Start of Dataset excerpts

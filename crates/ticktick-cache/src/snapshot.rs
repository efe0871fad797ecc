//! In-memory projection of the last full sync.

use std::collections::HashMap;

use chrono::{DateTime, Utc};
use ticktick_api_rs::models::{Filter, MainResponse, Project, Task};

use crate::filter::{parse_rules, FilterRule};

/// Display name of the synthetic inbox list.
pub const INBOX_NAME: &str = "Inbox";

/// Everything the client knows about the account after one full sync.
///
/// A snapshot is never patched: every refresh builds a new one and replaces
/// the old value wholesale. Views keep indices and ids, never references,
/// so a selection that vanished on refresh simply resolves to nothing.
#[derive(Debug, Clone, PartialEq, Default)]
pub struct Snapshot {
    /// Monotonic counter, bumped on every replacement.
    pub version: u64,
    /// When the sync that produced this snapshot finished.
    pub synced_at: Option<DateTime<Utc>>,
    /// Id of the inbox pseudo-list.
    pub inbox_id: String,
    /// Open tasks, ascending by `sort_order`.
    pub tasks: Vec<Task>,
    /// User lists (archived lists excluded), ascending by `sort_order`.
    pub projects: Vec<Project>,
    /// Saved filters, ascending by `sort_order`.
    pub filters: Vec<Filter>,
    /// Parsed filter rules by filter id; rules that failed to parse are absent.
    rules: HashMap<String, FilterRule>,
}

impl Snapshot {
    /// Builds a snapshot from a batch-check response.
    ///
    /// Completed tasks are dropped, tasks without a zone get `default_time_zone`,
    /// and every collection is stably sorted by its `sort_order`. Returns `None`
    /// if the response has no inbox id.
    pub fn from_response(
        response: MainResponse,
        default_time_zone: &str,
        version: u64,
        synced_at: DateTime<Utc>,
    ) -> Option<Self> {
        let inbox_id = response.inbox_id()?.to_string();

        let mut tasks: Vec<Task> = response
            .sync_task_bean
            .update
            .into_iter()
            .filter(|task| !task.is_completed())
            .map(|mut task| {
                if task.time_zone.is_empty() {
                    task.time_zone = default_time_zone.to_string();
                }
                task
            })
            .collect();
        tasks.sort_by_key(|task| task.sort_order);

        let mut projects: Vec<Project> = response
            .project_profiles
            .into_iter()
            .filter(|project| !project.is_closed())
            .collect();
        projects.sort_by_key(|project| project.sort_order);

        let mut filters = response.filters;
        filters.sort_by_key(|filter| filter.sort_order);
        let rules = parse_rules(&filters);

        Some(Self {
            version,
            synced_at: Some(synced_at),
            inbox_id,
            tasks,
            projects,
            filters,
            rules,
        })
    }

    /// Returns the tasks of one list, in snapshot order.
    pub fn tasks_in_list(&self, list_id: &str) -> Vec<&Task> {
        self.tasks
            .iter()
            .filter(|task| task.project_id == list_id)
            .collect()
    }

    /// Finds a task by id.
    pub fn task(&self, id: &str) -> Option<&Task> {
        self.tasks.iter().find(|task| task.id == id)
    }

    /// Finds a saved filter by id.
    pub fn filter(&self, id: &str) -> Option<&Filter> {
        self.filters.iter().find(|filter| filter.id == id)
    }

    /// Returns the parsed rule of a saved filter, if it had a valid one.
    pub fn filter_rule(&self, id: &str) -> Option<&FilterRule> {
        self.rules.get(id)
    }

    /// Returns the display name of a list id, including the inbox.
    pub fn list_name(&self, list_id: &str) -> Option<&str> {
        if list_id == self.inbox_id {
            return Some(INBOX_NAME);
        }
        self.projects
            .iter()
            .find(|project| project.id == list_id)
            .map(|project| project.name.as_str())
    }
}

End of Dataset excerpts
Start of Dataset excerpts

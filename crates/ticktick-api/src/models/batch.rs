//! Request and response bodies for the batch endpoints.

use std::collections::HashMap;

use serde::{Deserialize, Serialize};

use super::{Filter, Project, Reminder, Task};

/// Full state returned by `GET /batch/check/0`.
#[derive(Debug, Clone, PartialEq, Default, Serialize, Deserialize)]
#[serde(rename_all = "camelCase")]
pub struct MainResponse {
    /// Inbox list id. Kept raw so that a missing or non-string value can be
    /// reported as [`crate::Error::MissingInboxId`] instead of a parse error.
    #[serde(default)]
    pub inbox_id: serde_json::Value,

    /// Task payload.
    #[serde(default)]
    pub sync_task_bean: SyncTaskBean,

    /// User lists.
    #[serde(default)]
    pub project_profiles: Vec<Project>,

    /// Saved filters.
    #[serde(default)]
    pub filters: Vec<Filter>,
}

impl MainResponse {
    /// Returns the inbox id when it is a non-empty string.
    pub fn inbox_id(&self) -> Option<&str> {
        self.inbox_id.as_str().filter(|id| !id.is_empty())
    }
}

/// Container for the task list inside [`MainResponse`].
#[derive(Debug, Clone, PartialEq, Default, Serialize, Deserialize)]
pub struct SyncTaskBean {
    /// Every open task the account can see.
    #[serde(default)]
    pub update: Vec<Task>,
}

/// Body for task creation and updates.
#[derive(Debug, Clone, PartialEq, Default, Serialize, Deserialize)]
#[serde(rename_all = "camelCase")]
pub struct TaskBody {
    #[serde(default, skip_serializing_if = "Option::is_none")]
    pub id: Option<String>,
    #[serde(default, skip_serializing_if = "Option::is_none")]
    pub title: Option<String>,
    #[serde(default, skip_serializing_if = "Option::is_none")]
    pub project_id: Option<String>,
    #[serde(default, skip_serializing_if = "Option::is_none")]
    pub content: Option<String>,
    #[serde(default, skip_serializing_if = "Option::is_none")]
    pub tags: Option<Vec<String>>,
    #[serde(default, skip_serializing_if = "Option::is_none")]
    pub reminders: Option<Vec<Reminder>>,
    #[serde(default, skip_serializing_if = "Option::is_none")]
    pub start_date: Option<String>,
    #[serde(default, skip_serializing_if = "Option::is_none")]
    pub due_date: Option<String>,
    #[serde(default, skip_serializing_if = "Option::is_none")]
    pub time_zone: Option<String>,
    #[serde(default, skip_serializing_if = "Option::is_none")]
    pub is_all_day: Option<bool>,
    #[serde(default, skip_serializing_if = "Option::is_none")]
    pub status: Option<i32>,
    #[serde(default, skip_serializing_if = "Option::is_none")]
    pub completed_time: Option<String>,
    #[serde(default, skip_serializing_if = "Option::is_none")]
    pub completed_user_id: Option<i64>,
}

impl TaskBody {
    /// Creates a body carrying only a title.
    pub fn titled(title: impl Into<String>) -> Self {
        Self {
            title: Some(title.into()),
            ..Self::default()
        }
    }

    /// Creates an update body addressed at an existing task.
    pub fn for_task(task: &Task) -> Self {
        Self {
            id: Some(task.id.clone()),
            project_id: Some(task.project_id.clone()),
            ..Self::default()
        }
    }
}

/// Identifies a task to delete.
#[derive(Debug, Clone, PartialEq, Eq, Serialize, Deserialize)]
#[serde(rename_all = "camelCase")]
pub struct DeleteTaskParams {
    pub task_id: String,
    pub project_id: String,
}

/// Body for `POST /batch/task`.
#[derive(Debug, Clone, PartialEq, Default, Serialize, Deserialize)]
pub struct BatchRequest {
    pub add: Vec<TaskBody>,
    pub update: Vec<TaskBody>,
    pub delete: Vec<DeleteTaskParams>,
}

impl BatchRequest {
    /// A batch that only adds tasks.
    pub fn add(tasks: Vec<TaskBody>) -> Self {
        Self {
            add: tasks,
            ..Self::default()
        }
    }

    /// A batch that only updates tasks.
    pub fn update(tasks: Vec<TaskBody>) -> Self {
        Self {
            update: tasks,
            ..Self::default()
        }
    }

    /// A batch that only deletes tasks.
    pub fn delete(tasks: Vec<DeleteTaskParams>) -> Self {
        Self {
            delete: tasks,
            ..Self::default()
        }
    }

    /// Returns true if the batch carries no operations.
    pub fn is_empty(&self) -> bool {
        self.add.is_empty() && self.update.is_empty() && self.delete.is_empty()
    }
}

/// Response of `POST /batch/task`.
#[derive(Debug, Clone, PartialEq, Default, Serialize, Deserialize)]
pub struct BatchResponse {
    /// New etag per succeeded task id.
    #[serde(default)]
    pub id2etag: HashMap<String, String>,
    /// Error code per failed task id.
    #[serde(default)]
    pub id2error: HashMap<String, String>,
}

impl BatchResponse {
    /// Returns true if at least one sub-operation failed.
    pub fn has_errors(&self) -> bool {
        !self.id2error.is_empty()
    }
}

End of Dataset excerpts

The task - The number of lines in the data that hold "projects" is all that should be given.

Answer below - 5